可下一秒,她的话对农家乐而言,如遭雷击。
“对了,你来得正好,苏铭人呢?”
“他去副本了吗?”
短短两句话,像一盆冰水,顺着雨幕直直浇在农家乐头顶。
他往前迈的身形猛地一顿,心底那点仅存的侥幸与幻想,在这一刻轰然破灭。
方才还绷得发紧的身子,此刻软了一瞬,连攥着的拳头都松了。
雨水的冷意钻透皮肉,却远不及心底那股骤然落空的寒凉来得真切。
“你怎么了?”
绯雪蹙眉,隐隐觉得对方不太对劲。
她能够从对方那双眯眯眼里看到一抹浓得化不开的失落。
“没......没什么......”
“你早点休息吧!”
农家乐显然没有想要回答对方的问题。
话毕,他便匆匆欲要转身离去。
但却被对方叫住了。
“站住!”
绯雪柳眉越蹙越紧,自从农家乐出现后,她内心就腾升起一股莫名的心慌与不安。
直觉告诉她,有问题!
农家乐拧身的动作猛地僵住,脚步钉在原地。
连带着身后的下属也齐齐顿住身形,回头望向门内的绯雪,眼底掠过一丝诧异。
“我一提到苏铭,你就不对劲!”
“你有事瞒着我?”
“苏铭人呢?”
绯雪往前迈了半步,赤着的玉足堪堪抵在门檐下的干地,语气里透着冷冽。
农家乐低垂着脑袋,久久不语。
“不对......你刚刚来的时候,喊的是......谁在里面?”
绯雪的声音冷了几分。
“再加上你的反常行为......”
“看来......你很迫切的想要知道是不是苏铭回来了?”
她顿了顿,语气里添了几分笃定,每一个字都像敲在农家乐的心尖上
“对吧?”
尤其是最后两个字,轻却带着不容辩驳的穿透力,让农家乐浑身猛地一颤,垂在身侧的手不自觉攥紧,指甲深深嵌进掌心,混着雨水的冰凉,却压不住心底翻涌的慌乱。

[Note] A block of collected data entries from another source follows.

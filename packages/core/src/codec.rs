//! JSON and `MsgPack` codecs over the shared wire structs.
//!
//! `decode(encode(m)) == m` holds for every legal canonical value on both
//! codecs. The only asymmetry is the JSON legacy shim: a tensor without a
//! `shape` is accepted by [`JsonCodec`] and promoted to `[1, len]`, while
//! [`MsgPackCodec`] rejects it.

use serde::de::DeserializeOwned;
use serde::Serialize;
use serde_json::Value;

use crate::error::CodecError;
use crate::messages::{
    DecodeOptions, Feedback, Message, MessageList, WireFeedback, WireMessage, WireMessageList,
};

/// A canonical type with a serde wire form.
pub trait WireForm: Sized {
    type Wire: Serialize + DeserializeOwned;

    /// # Errors
    ///
    /// Returns `CodecError::Malformed` when the wire value violates an
    /// envelope invariant.
    fn from_wire(wire: Self::Wire, opts: DecodeOptions) -> Result<Self, CodecError>;

    fn to_wire(&self) -> Self::Wire;
}

impl WireForm for Message {
    type Wire = WireMessage;

    fn from_wire(wire: WireMessage, opts: DecodeOptions) -> Result<Self, CodecError> {
        wire.into_message(opts)
    }

    fn to_wire(&self) -> WireMessage {
        WireMessage::from_message(self)
    }
}

impl WireForm for Feedback {
    type Wire = WireFeedback;

    fn from_wire(wire: WireFeedback, opts: DecodeOptions) -> Result<Self, CodecError> {
        wire.into_feedback(opts)
    }

    fn to_wire(&self) -> WireFeedback {
        WireFeedback::from_feedback(self)
    }
}

impl WireForm for MessageList {
    type Wire = WireMessageList;

    fn from_wire(wire: WireMessageList, opts: DecodeOptions) -> Result<Self, CodecError> {
        wire.into_list(opts)
    }

    fn to_wire(&self) -> WireMessageList {
        WireMessageList::from_list(self)
    }
}

/// Bytes to canonical values and back.
pub trait WireCodec {
    /// # Errors
    ///
    /// Returns a [`CodecError`] for undecodable bytes or an invalid envelope.
    fn decode<T: WireForm>(&self, bytes: &[u8]) -> Result<T, CodecError>;

    /// # Errors
    ///
    /// Returns a [`CodecError`] if the serializer fails.
    fn encode<T: WireForm>(&self, value: &T) -> Result<Vec<u8>, CodecError>;
}

/// The text transport's codec.
#[derive(Debug, Clone, Copy, Default)]
pub struct JsonCodec;

impl JsonCodec {
    const OPTIONS: DecodeOptions = DecodeOptions {
        infer_missing_shape: true,
    };

    /// Decodes from an already-parsed JSON document.
    ///
    /// # Errors
    ///
    /// Returns a [`CodecError`] if the document does not match the wire form
    /// or violates an envelope invariant.
    pub fn decode_value<T: WireForm>(&self, value: Value) -> Result<T, CodecError> {
        let wire: T::Wire = serde_json::from_value(value)?;
        T::from_wire(wire, Self::OPTIONS)
    }

    /// # Errors
    ///
    /// Returns a [`CodecError`] if serialization fails.
    pub fn encode_value<T: WireForm>(&self, value: &T) -> Result<Value, CodecError> {
        Ok(serde_json::to_value(value.to_wire())?)
    }
}

impl WireCodec for JsonCodec {
    fn decode<T: WireForm>(&self, bytes: &[u8]) -> Result<T, CodecError> {
        let wire: T::Wire = serde_json::from_slice(bytes)?;
        T::from_wire(wire, Self::OPTIONS)
    }

    fn encode<T: WireForm>(&self, value: &T) -> Result<Vec<u8>, CodecError> {
        Ok(serde_json::to_vec(&value.to_wire())?)
    }
}

/// The binary RPC transport's codec: named `MsgPack` maps.
#[derive(Debug, Clone, Copy, Default)]
pub struct MsgPackCodec;

impl WireCodec for MsgPackCodec {
    fn decode<T: WireForm>(&self, bytes: &[u8]) -> Result<T, CodecError> {
        let wire: T::Wire = rmp_serde::from_slice(bytes)?;
        T::from_wire(wire, DecodeOptions::default())
    }

    fn encode<T: WireForm>(&self, value: &T) -> Result<Vec<u8>, CodecError> {
        Ok(rmp_serde::to_vec_named(&value.to_wire())?)
    }
}

#[cfg(test)]
mod tests {
    use proptest::prelude::*;
    use serde_json::json;

    use super::*;
    use crate::messages::{Meta, MetricRecord, Payload, Tensor};

    fn sample_meta() -> Meta {
        let mut meta = Meta {
            puid: Some("abc".into()),
            ..Meta::default()
        };
        meta.tags.insert("mytag".into(), json!(1));
        meta.routing.insert("router".into(), 2);
        meta.request_path.insert("model".into(), "img:0.1".into());
        meta.metrics.push(MetricRecord::counter("mycounter", 1.0));
        meta
    }

    fn roundtrip<C: WireCodec>(codec: &C, msg: &Message) -> Message {
        let bytes = codec.encode(msg).expect("encode");
        codec.decode(&bytes).expect("decode")
    }

    #[test]
    fn every_payload_roundtrips_on_both_codecs() {
        let payloads = vec![
            Payload::Tensor(Tensor::new(vec![2, 2], vec![1.0, -2.5, 0.0, 4.0]).unwrap()),
            Payload::NdArray(vec![json!([1, "a", true]), json!([2.5, null, {"k": "v"}])]),
            Payload::Binary(vec![0, 1, 2, 254, 255]),
            Payload::Str("hello".into()),
            Payload::Json(json!({"nested": {"list": [1, 2, 3]}})),
            Payload::Json(Value::Null),
        ];
        for payload in payloads {
            let msg = Message::from_payload(payload).with_meta(sample_meta());
            assert_eq!(roundtrip(&JsonCodec, &msg), msg);
            assert_eq!(roundtrip(&MsgPackCodec, &msg), msg);
        }
    }

    #[test]
    fn names_roundtrip() {
        let msg = Message::new(
            Payload::Tensor(Tensor::row(vec![0.1, 0.2])),
            vec!["a".into(), "b".into()],
            Meta::default(),
        )
        .unwrap();
        assert_eq!(roundtrip(&JsonCodec, &msg), msg);
        assert_eq!(roundtrip(&MsgPackCodec, &msg), msg);
    }

    #[test]
    fn msgpack_carries_binary_natively() {
        let msg = Message::from_payload(vec![7u8; 16]);
        let bytes = MsgPackCodec.encode(&msg).unwrap();
        // bin8 marker followed by the length, not a base64 string.
        assert!(bytes.windows(2).any(|w| w == [0xc4, 16]));
    }

    #[test]
    fn msgpack_rejects_shapeless_tensor() {
        let wire = json!({"data": {"tensor": {"values": [1.0, 2.0]}}});
        let bytes = rmp_serde::to_vec_named(&wire).unwrap();
        assert!(MsgPackCodec.decode::<Message>(&bytes).is_err());
        let msg: Message = JsonCodec.decode_value(wire).unwrap();
        assert_eq!(msg.payload.as_tensor().unwrap().shape(), &[1, 2]);
    }

    #[test]
    fn oversized_tensor_shape_is_malformed() {
        let wire = json!({"data": {"tensor": {"shape": [4_294_967_296u64, 4_294_967_296u64], "values": []}}});
        let err = JsonCodec.decode_value::<Message>(wire.clone()).unwrap_err();
        assert!(matches!(err, CodecError::Malformed { .. }));
        let bytes = rmp_serde::to_vec_named(&wire).unwrap();
        assert!(matches!(
            MsgPackCodec.decode::<Message>(&bytes),
            Err(CodecError::Malformed { .. })
        ));
    }

    #[test]
    fn malformed_json_is_a_codec_error() {
        let err = JsonCodec.decode::<Message>(b"{not json").unwrap_err();
        assert!(matches!(err, CodecError::Json(_)));
    }

    #[test]
    fn feedback_and_list_roundtrip() {
        let fb = Feedback {
            request: Some(Message::from_payload(Tensor::row(vec![1.0]))),
            response: Some(Message::from_payload("out")),
            reward: 0.5,
            truth: None,
        };
        let bytes = MsgPackCodec.encode(&fb).unwrap();
        assert_eq!(MsgPackCodec.decode::<Feedback>(&bytes).unwrap(), fb);

        let list = MessageList::from(vec![
            Message::from_payload("a"),
            Message::from_payload(Tensor::row(vec![2.0])),
        ]);
        let value = JsonCodec.encode_value(&list).unwrap();
        assert!(value.get("seldonMessages").is_some());
        assert_eq!(JsonCodec.decode_value::<MessageList>(value).unwrap(), list);
        let bytes = MsgPackCodec.encode(&list).unwrap();
        assert_eq!(MsgPackCodec.decode::<MessageList>(&bytes).unwrap(), list);
    }

    fn arb_tensor() -> impl Strategy<Value = Tensor> {
        (1usize..4, 1usize..5).prop_flat_map(|(rows, cols)| {
            prop::collection::vec(-1.0e6f64..1.0e6, rows * cols)
                .prop_map(move |values| Tensor::new(vec![rows, cols], values).unwrap())
        })
    }

    fn arb_payload() -> impl Strategy<Value = Payload> {
        prop_oneof![
            arb_tensor().prop_map(Payload::Tensor),
            prop::collection::vec(any::<u8>(), 0..64).prop_map(Payload::Binary),
            ".{0,32}".prop_map(Payload::Str),
            (any::<i64>(), "[a-z]{1,8}").prop_map(|(n, key)| {
                Payload::Json(Value::Object(std::iter::once((key, json!(n))).collect()))
            }),
        ]
    }

    proptest! {
        #[test]
        fn prop_roundtrip_json(payload in arb_payload(), puid in proptest::option::of("[a-z0-9]{4}")) {
            let meta = Meta { puid, ..Meta::default() };
            let msg = Message::from_payload(payload).with_meta(meta);
            prop_assert_eq!(roundtrip(&JsonCodec, &msg), msg);
        }

        #[test]
        fn prop_roundtrip_msgpack(payload in arb_payload()) {
            let msg = Message::from_payload(payload);
            prop_assert_eq!(roundtrip(&MsgPackCodec, &msg), msg);
        }
    }
}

他本不想与对方说太多的,可万没想到绯雪的逻辑会如此清晰!
绯雪站在原地一动不动,眉峰微挑,等着对方的回答。
“苏哥死了。”
农家乐知道瞒不住对方,索性说了出来。
简单的四个字,却像一柄重锤,狠狠砸在绯雪心上。
方才凝着锐利的赤红瞳仁骤然睁大,就连心脏都猛地像被什么揪了一下。
“你说什么?!”
她不敢信,也不愿信。
“苏哥......战死了。”
他没抬头,声音哑得几乎听不清,却字字清晰。
“你敢乱说......信不信我杀了你?!”
绯雪的声音陡然戾起,赤红的瞳仁里翻涌着猩红的戾气。
话音未落,她身形忽动,快如一道赤色流光,周身的空气都因骤然爆发的气息被撕裂出细碎的嗡鸣。
不等那些农家下属反应过来,绯雪已然瞬至农家乐跟前,玉指如铁钳般狠狠掐住了他的脖颈,将其整个人提离了地面。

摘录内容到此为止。